Report each line from the data below that holds the word "packed".

*** Data for the task Section Begins ***

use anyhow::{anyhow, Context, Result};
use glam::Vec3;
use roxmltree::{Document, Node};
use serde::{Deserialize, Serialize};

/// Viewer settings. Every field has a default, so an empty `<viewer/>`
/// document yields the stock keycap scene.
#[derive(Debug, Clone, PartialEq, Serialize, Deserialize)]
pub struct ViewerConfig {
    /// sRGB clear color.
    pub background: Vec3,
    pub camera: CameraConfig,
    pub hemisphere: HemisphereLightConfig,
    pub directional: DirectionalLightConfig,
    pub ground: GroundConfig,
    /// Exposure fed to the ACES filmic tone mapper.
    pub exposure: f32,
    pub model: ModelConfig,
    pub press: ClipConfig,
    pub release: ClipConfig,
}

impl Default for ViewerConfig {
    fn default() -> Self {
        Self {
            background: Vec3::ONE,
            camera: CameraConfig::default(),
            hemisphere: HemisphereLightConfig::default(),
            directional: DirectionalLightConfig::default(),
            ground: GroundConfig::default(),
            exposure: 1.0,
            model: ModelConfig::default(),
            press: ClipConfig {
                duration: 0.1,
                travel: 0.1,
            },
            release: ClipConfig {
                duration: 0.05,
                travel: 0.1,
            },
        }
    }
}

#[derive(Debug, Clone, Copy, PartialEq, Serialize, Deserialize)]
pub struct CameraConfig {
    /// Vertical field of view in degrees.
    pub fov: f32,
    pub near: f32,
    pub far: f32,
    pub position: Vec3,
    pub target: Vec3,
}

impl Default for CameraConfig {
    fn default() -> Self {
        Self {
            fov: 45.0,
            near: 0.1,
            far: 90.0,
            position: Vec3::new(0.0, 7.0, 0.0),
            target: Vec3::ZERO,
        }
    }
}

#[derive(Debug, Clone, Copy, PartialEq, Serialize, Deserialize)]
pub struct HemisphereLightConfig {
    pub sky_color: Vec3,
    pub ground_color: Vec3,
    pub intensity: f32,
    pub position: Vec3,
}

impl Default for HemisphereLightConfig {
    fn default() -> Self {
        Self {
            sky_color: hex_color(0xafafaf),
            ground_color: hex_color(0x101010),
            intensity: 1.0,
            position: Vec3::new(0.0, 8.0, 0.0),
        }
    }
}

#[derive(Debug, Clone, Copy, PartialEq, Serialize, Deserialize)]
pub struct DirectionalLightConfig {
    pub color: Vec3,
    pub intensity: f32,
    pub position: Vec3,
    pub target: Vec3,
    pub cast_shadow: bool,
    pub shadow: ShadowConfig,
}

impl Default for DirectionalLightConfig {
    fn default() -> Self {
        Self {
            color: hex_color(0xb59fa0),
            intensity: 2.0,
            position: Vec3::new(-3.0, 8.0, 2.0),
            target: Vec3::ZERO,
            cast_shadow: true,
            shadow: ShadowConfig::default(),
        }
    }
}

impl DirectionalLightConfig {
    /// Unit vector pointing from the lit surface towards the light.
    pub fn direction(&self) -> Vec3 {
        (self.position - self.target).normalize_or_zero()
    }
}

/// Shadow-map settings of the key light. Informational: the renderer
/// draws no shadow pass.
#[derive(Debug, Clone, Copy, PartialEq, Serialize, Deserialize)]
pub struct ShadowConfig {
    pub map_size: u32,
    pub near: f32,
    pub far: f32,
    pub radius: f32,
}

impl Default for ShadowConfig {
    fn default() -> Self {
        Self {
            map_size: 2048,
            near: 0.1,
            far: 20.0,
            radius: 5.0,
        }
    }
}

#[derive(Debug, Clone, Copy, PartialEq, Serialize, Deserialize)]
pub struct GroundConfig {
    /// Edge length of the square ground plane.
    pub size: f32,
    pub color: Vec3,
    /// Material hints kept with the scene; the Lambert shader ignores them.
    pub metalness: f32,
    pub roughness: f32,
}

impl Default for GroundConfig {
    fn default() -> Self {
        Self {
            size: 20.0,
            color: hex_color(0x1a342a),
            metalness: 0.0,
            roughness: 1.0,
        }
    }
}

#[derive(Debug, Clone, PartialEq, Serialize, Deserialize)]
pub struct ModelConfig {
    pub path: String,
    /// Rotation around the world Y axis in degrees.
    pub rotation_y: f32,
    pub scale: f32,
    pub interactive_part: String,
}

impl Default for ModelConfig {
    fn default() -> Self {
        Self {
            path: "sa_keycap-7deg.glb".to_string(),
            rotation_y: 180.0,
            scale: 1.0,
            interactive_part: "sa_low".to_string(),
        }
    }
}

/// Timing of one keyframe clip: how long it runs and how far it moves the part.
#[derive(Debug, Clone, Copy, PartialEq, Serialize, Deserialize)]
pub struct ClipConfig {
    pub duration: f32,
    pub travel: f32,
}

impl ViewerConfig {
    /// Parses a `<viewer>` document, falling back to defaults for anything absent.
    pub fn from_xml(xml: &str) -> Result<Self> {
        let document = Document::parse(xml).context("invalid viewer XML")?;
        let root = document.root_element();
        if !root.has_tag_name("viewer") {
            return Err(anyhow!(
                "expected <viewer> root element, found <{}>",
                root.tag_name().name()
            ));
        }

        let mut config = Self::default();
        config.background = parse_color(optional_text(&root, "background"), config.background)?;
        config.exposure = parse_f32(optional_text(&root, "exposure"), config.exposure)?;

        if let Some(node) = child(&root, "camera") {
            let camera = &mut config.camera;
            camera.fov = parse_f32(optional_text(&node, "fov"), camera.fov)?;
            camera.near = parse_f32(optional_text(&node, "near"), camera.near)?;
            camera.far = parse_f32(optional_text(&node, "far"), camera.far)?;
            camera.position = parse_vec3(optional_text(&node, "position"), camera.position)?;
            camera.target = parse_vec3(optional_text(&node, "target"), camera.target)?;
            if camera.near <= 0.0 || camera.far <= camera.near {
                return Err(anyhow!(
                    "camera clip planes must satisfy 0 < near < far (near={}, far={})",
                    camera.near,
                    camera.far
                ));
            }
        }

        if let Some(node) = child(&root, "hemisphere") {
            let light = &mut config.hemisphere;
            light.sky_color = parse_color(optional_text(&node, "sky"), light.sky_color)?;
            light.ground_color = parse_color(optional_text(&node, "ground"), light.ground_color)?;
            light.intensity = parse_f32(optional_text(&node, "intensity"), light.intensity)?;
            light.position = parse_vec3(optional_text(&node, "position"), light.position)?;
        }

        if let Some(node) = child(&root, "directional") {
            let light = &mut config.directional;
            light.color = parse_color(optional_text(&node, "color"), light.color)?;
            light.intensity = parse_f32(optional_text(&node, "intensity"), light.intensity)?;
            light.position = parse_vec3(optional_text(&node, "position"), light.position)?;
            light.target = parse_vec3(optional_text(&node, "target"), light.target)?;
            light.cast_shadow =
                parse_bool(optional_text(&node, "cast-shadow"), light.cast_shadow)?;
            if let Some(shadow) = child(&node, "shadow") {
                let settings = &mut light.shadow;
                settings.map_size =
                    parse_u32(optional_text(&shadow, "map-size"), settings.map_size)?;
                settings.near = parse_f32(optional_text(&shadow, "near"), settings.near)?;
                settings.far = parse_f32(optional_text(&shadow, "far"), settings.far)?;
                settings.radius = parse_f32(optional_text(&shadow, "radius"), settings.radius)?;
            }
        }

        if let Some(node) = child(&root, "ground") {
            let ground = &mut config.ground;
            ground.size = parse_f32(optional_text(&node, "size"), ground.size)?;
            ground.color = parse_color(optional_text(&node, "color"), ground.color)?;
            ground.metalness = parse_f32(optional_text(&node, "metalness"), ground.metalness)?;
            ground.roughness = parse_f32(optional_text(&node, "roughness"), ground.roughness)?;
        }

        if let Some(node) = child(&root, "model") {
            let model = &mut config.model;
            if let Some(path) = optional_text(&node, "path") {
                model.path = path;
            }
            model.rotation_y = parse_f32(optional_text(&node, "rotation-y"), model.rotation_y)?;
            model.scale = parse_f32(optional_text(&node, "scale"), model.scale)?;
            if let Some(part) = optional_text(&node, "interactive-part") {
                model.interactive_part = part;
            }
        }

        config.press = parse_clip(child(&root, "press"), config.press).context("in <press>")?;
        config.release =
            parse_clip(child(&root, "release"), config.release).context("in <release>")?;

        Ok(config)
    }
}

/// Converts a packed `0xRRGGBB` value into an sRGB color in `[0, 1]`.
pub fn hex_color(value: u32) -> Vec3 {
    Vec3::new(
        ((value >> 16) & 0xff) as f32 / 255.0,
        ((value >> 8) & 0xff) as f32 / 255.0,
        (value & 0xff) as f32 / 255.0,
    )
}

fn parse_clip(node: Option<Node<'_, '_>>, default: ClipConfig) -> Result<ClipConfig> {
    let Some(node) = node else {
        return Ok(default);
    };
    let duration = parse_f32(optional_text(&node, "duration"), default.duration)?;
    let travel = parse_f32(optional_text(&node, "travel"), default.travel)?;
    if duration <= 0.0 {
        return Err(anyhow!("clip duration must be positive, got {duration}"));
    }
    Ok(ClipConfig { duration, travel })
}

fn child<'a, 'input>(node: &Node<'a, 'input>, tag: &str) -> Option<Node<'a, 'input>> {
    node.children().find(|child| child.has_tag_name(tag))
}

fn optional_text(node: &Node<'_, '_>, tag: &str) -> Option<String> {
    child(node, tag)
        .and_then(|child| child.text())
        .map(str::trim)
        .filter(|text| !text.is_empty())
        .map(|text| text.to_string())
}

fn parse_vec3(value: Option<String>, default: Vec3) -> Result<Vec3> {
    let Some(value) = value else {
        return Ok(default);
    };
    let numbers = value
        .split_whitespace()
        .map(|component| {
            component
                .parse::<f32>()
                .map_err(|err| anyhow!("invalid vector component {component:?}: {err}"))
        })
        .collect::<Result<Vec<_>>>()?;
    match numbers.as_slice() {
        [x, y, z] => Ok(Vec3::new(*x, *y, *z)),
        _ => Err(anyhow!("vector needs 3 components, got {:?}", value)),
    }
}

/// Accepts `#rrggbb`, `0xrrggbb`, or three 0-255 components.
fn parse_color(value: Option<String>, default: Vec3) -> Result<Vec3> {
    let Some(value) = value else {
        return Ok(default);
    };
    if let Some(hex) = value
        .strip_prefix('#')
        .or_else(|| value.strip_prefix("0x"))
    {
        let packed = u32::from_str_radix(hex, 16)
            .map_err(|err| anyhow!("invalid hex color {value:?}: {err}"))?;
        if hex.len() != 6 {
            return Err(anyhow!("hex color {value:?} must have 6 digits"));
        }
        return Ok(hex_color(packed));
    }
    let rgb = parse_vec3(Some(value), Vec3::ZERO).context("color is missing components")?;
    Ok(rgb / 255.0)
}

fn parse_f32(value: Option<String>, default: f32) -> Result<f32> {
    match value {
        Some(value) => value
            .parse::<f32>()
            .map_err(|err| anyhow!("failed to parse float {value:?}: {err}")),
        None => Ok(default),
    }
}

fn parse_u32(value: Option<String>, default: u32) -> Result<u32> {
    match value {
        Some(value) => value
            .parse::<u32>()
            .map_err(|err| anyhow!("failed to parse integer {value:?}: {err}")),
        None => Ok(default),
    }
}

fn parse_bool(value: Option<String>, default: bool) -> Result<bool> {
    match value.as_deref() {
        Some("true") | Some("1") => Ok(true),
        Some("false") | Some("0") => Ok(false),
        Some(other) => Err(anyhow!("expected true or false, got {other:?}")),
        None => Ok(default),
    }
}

*** Data for the task Section Ends ***
*** Data for the task Section Begins ***

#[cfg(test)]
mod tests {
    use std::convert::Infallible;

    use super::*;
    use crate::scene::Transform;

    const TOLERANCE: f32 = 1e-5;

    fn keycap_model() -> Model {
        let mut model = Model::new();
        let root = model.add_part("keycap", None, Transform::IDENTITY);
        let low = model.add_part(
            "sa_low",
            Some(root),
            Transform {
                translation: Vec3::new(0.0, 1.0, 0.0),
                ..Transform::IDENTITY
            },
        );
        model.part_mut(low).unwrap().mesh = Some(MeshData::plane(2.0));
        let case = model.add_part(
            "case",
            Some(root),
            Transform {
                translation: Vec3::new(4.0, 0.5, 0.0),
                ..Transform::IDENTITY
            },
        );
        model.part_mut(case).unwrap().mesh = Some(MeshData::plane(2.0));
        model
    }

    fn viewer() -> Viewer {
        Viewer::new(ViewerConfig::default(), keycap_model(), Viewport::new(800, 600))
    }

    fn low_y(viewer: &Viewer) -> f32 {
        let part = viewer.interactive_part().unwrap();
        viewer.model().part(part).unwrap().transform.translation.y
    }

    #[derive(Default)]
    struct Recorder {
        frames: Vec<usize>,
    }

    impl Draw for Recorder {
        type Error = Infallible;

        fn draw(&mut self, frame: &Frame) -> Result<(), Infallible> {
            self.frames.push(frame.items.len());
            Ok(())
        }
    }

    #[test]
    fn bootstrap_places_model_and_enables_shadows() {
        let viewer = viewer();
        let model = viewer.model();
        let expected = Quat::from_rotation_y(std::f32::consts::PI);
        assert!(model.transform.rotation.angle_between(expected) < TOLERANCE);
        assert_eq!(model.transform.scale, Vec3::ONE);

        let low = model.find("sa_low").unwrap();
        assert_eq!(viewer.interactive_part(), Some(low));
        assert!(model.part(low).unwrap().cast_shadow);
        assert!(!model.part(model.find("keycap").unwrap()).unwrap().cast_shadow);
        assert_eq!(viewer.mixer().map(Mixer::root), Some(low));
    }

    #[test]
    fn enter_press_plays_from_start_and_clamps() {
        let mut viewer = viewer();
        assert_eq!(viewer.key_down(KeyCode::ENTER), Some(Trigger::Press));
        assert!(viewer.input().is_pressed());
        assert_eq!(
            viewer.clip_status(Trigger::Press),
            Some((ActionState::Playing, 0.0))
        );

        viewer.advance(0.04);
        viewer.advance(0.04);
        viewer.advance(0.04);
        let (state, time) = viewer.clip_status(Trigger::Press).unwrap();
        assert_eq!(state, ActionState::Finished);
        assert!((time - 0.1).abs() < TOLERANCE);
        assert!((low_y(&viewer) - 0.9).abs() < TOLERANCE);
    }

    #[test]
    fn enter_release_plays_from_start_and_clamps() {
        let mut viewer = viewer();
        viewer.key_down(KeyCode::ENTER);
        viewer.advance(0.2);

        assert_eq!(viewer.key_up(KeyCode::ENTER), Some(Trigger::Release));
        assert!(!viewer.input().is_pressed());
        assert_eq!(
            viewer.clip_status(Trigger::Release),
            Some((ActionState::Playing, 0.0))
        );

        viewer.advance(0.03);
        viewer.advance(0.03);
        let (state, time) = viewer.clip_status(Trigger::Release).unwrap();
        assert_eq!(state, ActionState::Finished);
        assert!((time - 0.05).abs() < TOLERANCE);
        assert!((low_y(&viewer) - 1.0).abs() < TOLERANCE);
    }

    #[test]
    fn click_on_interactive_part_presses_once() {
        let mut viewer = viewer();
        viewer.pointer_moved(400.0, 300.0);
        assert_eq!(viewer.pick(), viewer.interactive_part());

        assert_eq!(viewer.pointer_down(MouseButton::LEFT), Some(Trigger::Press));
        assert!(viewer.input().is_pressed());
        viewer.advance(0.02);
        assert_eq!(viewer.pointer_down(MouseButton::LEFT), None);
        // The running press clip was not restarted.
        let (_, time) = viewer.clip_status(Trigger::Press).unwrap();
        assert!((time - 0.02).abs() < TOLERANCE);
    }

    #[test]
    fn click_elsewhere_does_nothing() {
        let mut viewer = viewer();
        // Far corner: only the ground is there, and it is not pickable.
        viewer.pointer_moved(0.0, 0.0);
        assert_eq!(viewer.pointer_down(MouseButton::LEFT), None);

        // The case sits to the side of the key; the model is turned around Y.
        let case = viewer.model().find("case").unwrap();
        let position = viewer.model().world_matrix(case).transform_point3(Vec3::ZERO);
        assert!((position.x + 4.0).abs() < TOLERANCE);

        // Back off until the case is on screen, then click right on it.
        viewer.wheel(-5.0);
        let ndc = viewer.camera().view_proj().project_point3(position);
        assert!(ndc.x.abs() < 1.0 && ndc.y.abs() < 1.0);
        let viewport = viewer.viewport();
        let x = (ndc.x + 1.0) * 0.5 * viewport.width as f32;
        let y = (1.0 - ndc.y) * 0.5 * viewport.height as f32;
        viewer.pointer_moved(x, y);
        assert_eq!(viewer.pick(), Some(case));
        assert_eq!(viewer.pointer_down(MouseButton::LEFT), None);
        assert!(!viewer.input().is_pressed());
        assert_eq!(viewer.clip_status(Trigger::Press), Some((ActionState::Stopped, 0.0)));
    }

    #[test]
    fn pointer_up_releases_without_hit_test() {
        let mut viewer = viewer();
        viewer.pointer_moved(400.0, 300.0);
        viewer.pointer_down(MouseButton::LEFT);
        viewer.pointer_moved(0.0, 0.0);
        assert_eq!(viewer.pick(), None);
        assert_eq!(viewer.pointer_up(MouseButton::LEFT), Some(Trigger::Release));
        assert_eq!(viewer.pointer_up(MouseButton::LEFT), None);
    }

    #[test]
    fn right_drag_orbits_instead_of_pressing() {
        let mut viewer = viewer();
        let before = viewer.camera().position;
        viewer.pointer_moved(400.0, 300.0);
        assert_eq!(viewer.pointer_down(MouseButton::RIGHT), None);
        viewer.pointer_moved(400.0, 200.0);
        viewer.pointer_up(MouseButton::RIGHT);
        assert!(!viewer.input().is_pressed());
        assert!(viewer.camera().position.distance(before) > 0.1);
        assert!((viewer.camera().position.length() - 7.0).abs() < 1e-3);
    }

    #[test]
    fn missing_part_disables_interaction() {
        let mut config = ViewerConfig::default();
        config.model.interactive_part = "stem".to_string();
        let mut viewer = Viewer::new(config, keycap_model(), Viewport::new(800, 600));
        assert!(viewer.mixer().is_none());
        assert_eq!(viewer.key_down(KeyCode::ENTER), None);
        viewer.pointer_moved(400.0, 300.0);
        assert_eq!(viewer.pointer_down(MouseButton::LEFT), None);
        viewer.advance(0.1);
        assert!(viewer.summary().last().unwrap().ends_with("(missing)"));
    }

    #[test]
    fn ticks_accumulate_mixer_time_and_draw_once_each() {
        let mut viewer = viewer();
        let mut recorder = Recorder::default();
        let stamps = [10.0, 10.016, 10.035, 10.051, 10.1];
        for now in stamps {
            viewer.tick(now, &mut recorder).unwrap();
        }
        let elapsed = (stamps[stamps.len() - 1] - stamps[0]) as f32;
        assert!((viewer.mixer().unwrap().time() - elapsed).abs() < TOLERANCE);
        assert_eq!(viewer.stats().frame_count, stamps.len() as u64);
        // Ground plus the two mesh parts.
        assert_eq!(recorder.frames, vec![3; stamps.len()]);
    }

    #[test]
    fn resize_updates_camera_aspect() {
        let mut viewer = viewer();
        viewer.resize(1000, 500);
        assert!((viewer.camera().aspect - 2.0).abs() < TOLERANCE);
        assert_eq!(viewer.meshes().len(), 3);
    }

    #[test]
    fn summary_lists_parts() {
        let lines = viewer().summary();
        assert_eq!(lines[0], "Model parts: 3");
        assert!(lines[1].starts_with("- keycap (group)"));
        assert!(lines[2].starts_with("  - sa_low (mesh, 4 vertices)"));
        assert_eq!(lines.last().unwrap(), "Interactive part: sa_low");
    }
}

*** Data for the task Section Ends ***

* Task result:
/// Converts a packed `0xRRGGBB` value into an sRGB color in `[0, 1]`.
        let packed = u32::from_str_radix(hex, 16)
        return Ok(hex_color(packed));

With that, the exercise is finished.